My task wasn't made any easier by Gilbert's insistence that his conversion to heterosexuality was exclusive and permanent. I told him that to say this was to place more of a strain on the credulity of his friends that was either desirable or necessary. There's a limit to what people will believe, and while small transformations of one sort or another are common, complete overnight transformations are not. You'll believe that the lion will lie down with the lamb. You may even accept that they liked it so well they're considering a permanent arrangement. But if you're told the lamb now gets up every morning and kills a zebra for breakfast, you know you're being teased.
Delicious writing, no?
Then, naturally, complications ensue especially when Claire, Philip's writing partner, understands the scheme and asks Philip if he's on drugs. She finally signs on to it to make sure Moira doesn't swindle Philip. There's intrigue, and it gets complicated (and I don't want to do a plot summary), but there's just one more section I have to share with you. Everyone is at a party at the Cellinis (the Mafiosi family Gilbert's mother married into) and Tony Cellini introduces Philip and Claire to his godson and nephew Leo, seventeen, a senior in high school and crazy about musicals, especially those by Stephen Sondheim (James McCourt would call this "code"). So this happens when Philip is left alone with Leo:
For the first time that evening I forgot that I was surrounded by thugs and cutthroats. My thoughts were suddenly full of Leo. Or, rather, Leo and me . . .the shows we might see; the discussions we might have over quiet dinners; the experiences of mine he could benefit from, the lessons, many and varied, I could teach him as he was taking those first brave steps toward maturity, self-acceptance, and --
Ding! Ding! Ding! Ding! Ding!
What on earth was I thinking of? How could I allow myself to dream of an illicit romance with this Mafia Child? Why, it was madness just to be standing here discussing Pacific Overtures with him!
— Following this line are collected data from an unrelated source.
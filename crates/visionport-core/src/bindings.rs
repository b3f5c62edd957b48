use crate::{BindingDirection, BindingSpec, DeviceAllocator, DeviceBuffer, PipelineError, Result};

/// One device buffer per engine binding, ordered by binding index.
///
/// Owns its buffers: dropping the set (including on an early `?` return)
/// releases every allocation made so far.
#[derive(Debug)]
pub struct BindingSet {
    buffers: Vec<DeviceBuffer>,
}

impl BindingSet {
    pub fn allocate(
        allocator: &DeviceAllocator,
        specs: &[BindingSpec],
        batch: usize,
    ) -> Result<Self> {
        let mut buffers = Vec::with_capacity(specs.len());
        for spec in specs {
            buffers.push(allocator.allocate(spec, batch)?);
        }
        Ok(Self { buffers })
    }

    pub fn len(&self) -> usize {
        self.buffers.len()
    }

    pub fn is_empty(&self) -> bool {
        self.buffers.is_empty()
    }

    pub fn get(&self, index: usize) -> Option<&DeviceBuffer> {
        self.buffers.iter().find(|b| b.index() == index)
    }

    pub fn get_mut(&mut self, index: usize) -> Option<&mut DeviceBuffer> {
        self.buffers.iter_mut().find(|b| b.index() == index)
    }

    pub fn iter(&self) -> impl Iterator<Item = &DeviceBuffer> {
        self.buffers.iter()
    }

    pub fn inputs(&self) -> impl Iterator<Item = &DeviceBuffer> {
        self.by_direction(BindingDirection::Input)
    }

    pub fn outputs(&self) -> impl Iterator<Item = &DeviceBuffer> {
        self.by_direction(BindingDirection::Output)
    }

    pub fn input_count(&self) -> usize {
        self.inputs().count()
    }

    pub fn output_count(&self) -> usize {
        self.outputs().count()
    }

    pub fn first_input_mut(&mut self) -> Option<&mut DeviceBuffer> {
        self.buffers
            .iter_mut()
            .find(|b| b.direction() == BindingDirection::Input)
    }

    pub fn first_output(&self) -> Option<&DeviceBuffer> {
        self.outputs().next()
    }

    pub fn total_bytes(&self) -> usize {
        self.buffers.iter().map(DeviceBuffer::byte_len).sum()
    }

    /// A runnable set has at least one input and one output binding.
    pub fn ensure_runnable(&self) -> Result<()> {
        let (inputs, outputs) = (self.input_count(), self.output_count());
        if inputs == 0 || outputs == 0 {
            return Err(PipelineError::Configuration(format!(
                "expected at least one input and one output binding, got {inputs} input(s) and {outputs} output(s)"
            )));
        }
        Ok(())
    }

    fn by_direction(&self, direction: BindingDirection) -> impl Iterator<Item = &DeviceBuffer> {
        self.buffers
            .iter()
            .filter(move |b| b.direction() == direction)
    }
}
"Oh and don't you love the way in 'Please, Hello' he takes the same metric scheme as the Major General's song in Pirates of Penzance then complicates it with the interior rhymes? It's my favorite lyric in the show."
"Mine is 'A Bowler Hat'."
"Oh, isn't that great?"
In his enthusiasm, he clapped a hand on each of my shoulders and stared directly into my eyes. The stare lengthened.
DING! DING! DING! DING! DING!
How to escape?
Pacific Overtures! Probably Sondheim's most obscure musical. Since Jim and I had seen
A Little Night Music three times we went to see
Pacific Overtures the week it opened. It was in January 1976 and it was cold. Mine is "A Bowler Hat" too. There's a video of the song in the tip jar. It's not a linear song, exactly.
So there are many things in the book that are not what they seem (all on Moira's side) and there are many things that are more than what they seem, and you can tell what Frasier was going to be like from it. One more block quote, however. Philip and Gilbert have a complicated relationship, and they are walking in Central Park, in an area called the Ramble, a well-known cruising area. But it's winter.
On this afternoon, though, the place couldn't have looked less carnal. A fresh snow had fallen overnight, the sun shone brightly, and even the few cruisers strolling about, glancing over their shoulders at you, had a quaint Currier and Ives sort of quality.
Currier and Ives. In that context. Wonderful!
Keenan's books are fun. And Philip, Gilbert and Claire live happily enough ever after to appear in two more books.